C’è una domanda che gli utenti pongono sempre più spesso a Google, e che ha come protagonista proprio il motore di ricerca più utilizzato al mondo: «perché Google sta peggiorando?». Anche su una piattaforma come Reddit, le discussioni in cui le persone cercano di capire se davvero il prodotto di punta di uno dei più grandi colossi tecnologici del mondo sia ormai diventato la brutta copia di se stesso sono centinaia.

Com’è possibile che – secondo un gran numero di utenti – il motore di ricerca che è il sinonimo stesso di cercare qualcosa online (to google, in italiano “googlare”), che detiene una quota di mercato dell’85% e che genera circa l’80% del fatturato della casa madre Alphabet (una macchina da 280 miliardi di dollari di introiti nel solo 2022) non sia più in grado di svolgere il proprio lavoro e di fornire risposte soddisfacenti alle domande che gli vengono poste sui temi più svariati?


Facciamo un esempio: provate a digitare su Google “migliori computer portatili”. Nel mio caso, una semplice ricerca di questo tipo produce prima di tutto un carosello per lo shopping di link sponsorizzati (che quindi non si basano sulla qualità del prodotto), seguito dalla pagina (sempre sponsorizzata) di una grande azienda produttrice. Subito dopo, troviamo la classifica dei migliori computer di un sito assolutamente sconosciuto e che ha conquistato questa posizione privilegiata grazie al sapiente uso della SEO (search engine optimization, ovvero l’uso, ma troppo spesso l’abuso, delle tecniche che permettono di conquistare i primi posti tra i risultati del motore di ricerca). Dopo troviamo alcune ridondanti domande generate automaticamente, e solo al quarto scroll compaiono finalmente i più noti siti italiani di prodotti tecnologici.

La situazione è pessima anche se ci si cimenta con ricerche che non hanno nulla a che fare con la vendita di prodotti commerciali: consigli domestici, spiegazioni di tema economico o finanziario, suggerimenti per restare in salute e molto altro ancora. Ricerche che, nonostante siano meno piagate dalla pubblicità, rimandano a una serie infinita di contenuti superficiali, scarsamente informativi, che sono l’uno la copia dell’altro e talmente farciti di parole chiave utili esclusivamente a ingannare il motore di ricerca da essere praticamente illeggibili.

Quindi, da una parte abbiamo i cacciatori di click – che hanno imparato talmente bene a ottimizzare i loro contenuti per Google da rendere superflua, ai loro fini, la qualità del contenuto – e dall’altra abbiamo il colosso di Mountain View, che dalla sua posizione dominante sembra non aver più la volontà di offrire il miglior servizio possibile, ma solo quella di spingere gli utenti al limite della sopportazione tramite caroselli pubblicitari, inserzioni, box, suggerimenti e quant’altro.
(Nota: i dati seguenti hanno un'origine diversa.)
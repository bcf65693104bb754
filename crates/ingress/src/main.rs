//! The ingress binary: public webhook endpoints for the calendar and
//! task-manager providers. All responses return 200 except the two
//! explicitly documented rejections — the providers must never be given
//! a reason to disable a subscription over a transient storage fault.
use std::sync::Arc;

use axum::extract::State;
use axum::http::{HeaderMap, StatusCode};
use axum::response::IntoResponse;
use axum::routing::{get, post};
use axum::Router;
use clap::Parser;
use core::config::CommonArgs;
use core::db::repo;
use core::queue::{Envelope, JobType, Queue};

mod tasks_webhook;

#[derive(Parser, Debug, Clone)]
struct Args {
    #[clap(flatten)]
    common: CommonArgs,

    #[clap(long = "port", env = "PORT", default_value = "8080")]
    port: u16,
}

pub(crate) struct AppState {
    pub(crate) pool: sqlx::PgPool,
    pub(crate) queue: Arc<dyn Queue>,
    pub(crate) tenant_id: uuid::Uuid,
}

fn main() -> anyhow::Result<()> {
    let args = Args::parse();
    args.common.install_tracing();

    let runtime = tokio::runtime::Builder::new_multi_thread()
        .enable_all()
        .build()?;
    let result = runtime.block_on(async_main(args));
    runtime.shutdown_timeout(std::time::Duration::from_secs(5));
    result
}

async fn async_main(args: Args) -> anyhow::Result<()> {
    let pool = core::bootstrap::connect_db(&args.common).await?;
    let queue = core::bootstrap::build_queue(&args.common);

    let state = Arc::new(AppState {
        pool,
        queue,
        tenant_id: args.common.tenant_id,
    });

    let router = Router::new()
        .route("/health", get(|| async { StatusCode::OK }))
        .route("/webhooks/calendar", post(calendar_webhook))
        .route("/webhooks/tasks", post(tasks_webhook::handle))
        .layer(tower_http::trace::TraceLayer::new_for_http())
        .with_state(state);

    let listener = tokio::net::TcpListener::bind(format!("[::]:{}", args.port)).await?;
    let shutdown = async {
        let _ = tokio::signal::ctrl_c().await;
    };
    axum::serve(listener, router)
        .with_graceful_shutdown(shutdown)
        .await?;

    Ok(())
}

#[tracing::instrument(skip(state, headers))]
async fn calendar_webhook(
    State(state): State<Arc<AppState>>,
    headers: HeaderMap,
) -> impl IntoResponse {
    if header_str(&headers, "x-goog-resource-state").as_deref() == Some("sync") {
        return StatusCode::OK;
    }

    let channel_id = match header_str(&headers, "x-goog-channel-id") {
        Some(v) => v,
        None => return StatusCode::BAD_REQUEST,
    };
    let resource_id = match header_str(&headers, "x-goog-resource-id") {
        Some(v) => v,
        None => return StatusCode::BAD_REQUEST,
    };
    let message_number = header_str(&headers, "x-goog-message-number").unwrap_or_default();
    let channel_token = header_str(&headers, "x-goog-channel-token");

    match handle_calendar_ping(&state, &channel_id, &resource_id, &message_number, channel_token.as_deref()).await {
        Ok(()) => StatusCode::OK,
        Err(err) => {
            tracing::error!(?err, "calendar webhook failed, acknowledging anyway");
            StatusCode::OK
        }
    }
}

fn header_str(headers: &HeaderMap, name: &str) -> Option<String> {
    headers.get(name)?.to_str().ok().map(str::to_string)
}

async fn handle_calendar_ping(
    state: &AppState,
    channel_id: &str,
    resource_id: &str,
    message_number: &str,
    channel_token: Option<&str>,
) -> anyhow::Result<()> {
    let Some(channel) =
        repo::find_channel_by_channel_id(&state.pool, state.tenant_id, channel_id).await?
    else {
        return Ok(());
    };

    if channel.resource_id != resource_id {
        return Ok(());
    }
    if let Some(token) = channel_token {
        if channel.channel_token.as_deref() != Some(token) {
            return Ok(());
        }
    }

    let idempotency_key = format!("calendar_ping:{channel_id}:{message_number}");
    if !repo::claim_idempotency_key(&state.pool, &idempotency_key, Some(state.tenant_id)).await? {
        return Ok(());
    }

    let envelope = Envelope::new(
        JobType::CalendarSync,
        state.tenant_id,
        serde_json::json!({
            "calendar_id": channel.calendar_id,
            "channel_id": channel_id,
        }),
    )?;
    state.queue.enqueue(envelope).await?;

    Ok(())
}
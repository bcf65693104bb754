use super::{Envelope, Queue};
use base64::Engine;

const METADATA_TOKEN_URL: &str =
    "http://metadata.google.internal/computeMetadata/v1/instance/service-accounts/default/token";

/// Talks to the durable task queue's REST API to create one task per
/// enqueue. The created task carries an `oidcToken` naming
/// `tasks_invoker_sa_email`; the queue provider mints and attaches the
/// signed identity token to its HTTP dispatch to `worker_url` itself — this
/// client never signs anything, it only asks for signing to happen.
pub struct CloudTasksQueue {
    client: reqwest::Client,
    worker_url: url::Url,
    project_id: String,
    region: String,
    tasks_invoker_sa_email: String,
}

impl CloudTasksQueue {
    pub fn new(
        worker_url: url::Url,
        project_id: String,
        region: String,
        tasks_invoker_sa_email: String,
    ) -> Self {
        Self {
            client: reqwest::Client::new(),
            worker_url,
            project_id,
            region,
            tasks_invoker_sa_email,
        }
    }

    fn queue_url(&self) -> String {
        format!(
            "https://cloudtasks.googleapis.com/v2/projects/{}/locations/{}/queues/dealflow-jobs/tasks",
            self.project_id, self.region,
        )
    }

    async fn access_token(&self) -> anyhow::Result<String> {
        #[derive(serde::Deserialize)]
        struct TokenResponse {
            access_token: String,
        }

        let resp: TokenResponse = self
            .client
            .get(METADATA_TOKEN_URL)
            .header("Metadata-Flavor", "Google")
            .send()
            .await?
            .error_for_status()?
            .json()
            .await?;

        Ok(resp.access_token)
    }
}

#[async_trait::async_trait]
impl Queue for CloudTasksQueue {
    async fn enqueue(&self, envelope: Envelope) -> anyhow::Result<String> {
        let dispatch_url = self.worker_url.join("/tasks/dispatch")?;
        let body = serde_json::to_vec(&envelope)?;
        let body_b64 = base64::engine::general_purpose::STANDARD.encode(&body);

        let task = serde_json::json!({
            "task": {
                "httpRequest": {
                    "url": dispatch_url.as_str(),
                    "httpMethod": "POST",
                    "headers": { "Content-Type": "application/json" },
                    "body": body_b64,
                    "oidcToken": {
                        "serviceAccountEmail": self.tasks_invoker_sa_email,
                        "audience": dispatch_url.as_str(),
                    },
                },
            },
        });

        let access_token = self.access_token().await?;

        let response = self
            .client
            .post(self.queue_url())
            .bearer_auth(access_token)
            .json(&task)
            .send()
            .await?;

        if !response.status().is_success() {
            let status = response.status();
            let text = response.text().await.unwrap_or_default();
            anyhow::bail!("failed to create task on durable queue ({status}): {text}");
        }

        #[derive(serde::Deserialize)]
        struct CreatedTask {
            name: String,
        }
        let created: CreatedTask = response.json().await.unwrap_or(CreatedTask {
            name: format!("queued-{}", uuid::Uuid::new_v4()),
        });

        Ok(created.name)
    }
}
//! Narrow async traits over the four external collaborators: calendar,
//! task manager, document workspace, and LLM. Each has a `reqwest`-backed
//! implementation (not wired to any particular vendor's exact wire format,
//! since that's out of scope) and, in `providers::fakes`, an in-memory
//! fake used by the handler tests under `tests/`.
pub mod calendar;
pub mod docs;
pub mod fakes;
pub mod llm;
pub mod tasks;

pub use calendar::CalendarClient;
pub use docs::DocsClient;
pub use llm::LlmClient;
pub use tasks::TaskClient;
Com’è possibile che il motore di ricerca che è il sinonimo stesso di cercare qualcosa online non sia più in grado di svolgere il proprio lavoro?

Quello di Google non è però l’unico caso. Al contrario: come ha scritto Ed Zitron su Insider, «nella Silicon Valley, l’esperienza utente è passata in secondo piano rispetto al valore delle azioni. Google, Amazon, Meta e altre società tech hanno monetizzato la confusione, testando costantemente quanto possono manipolare gli utenti e interferire con la loro attività».

Prendiamo proprio il caso di Amazon. A meno che non sappiate esattamente che cosa state cercando, molto spesso fare ricerche sul più grande portale di e-commerce del mondo – la cui quota di mercato è maggiore dei suoi quattordici principali concorrenti messi insieme – comporta uno slalom tra annunci pubblicitari non sempre chiaramente identificabili come tali, marche dai nomi improbabili dietro i quali spesso si nascondono oscure aziende abili soprattutto a ingannare il motore di ricerca, descrizioni sempre in stile SEO che fanno venire il mal di testa (per esempio: “Supporto Cellulare Auto, Portacellulare per Bocchette di Ventilazione, Smartphone Telefono Girevole a 360°, Compatibile con iPhone 12/13/ 14 Plus Pro Pro Max, Samsung, e Altro”) e prodotti contraffatti.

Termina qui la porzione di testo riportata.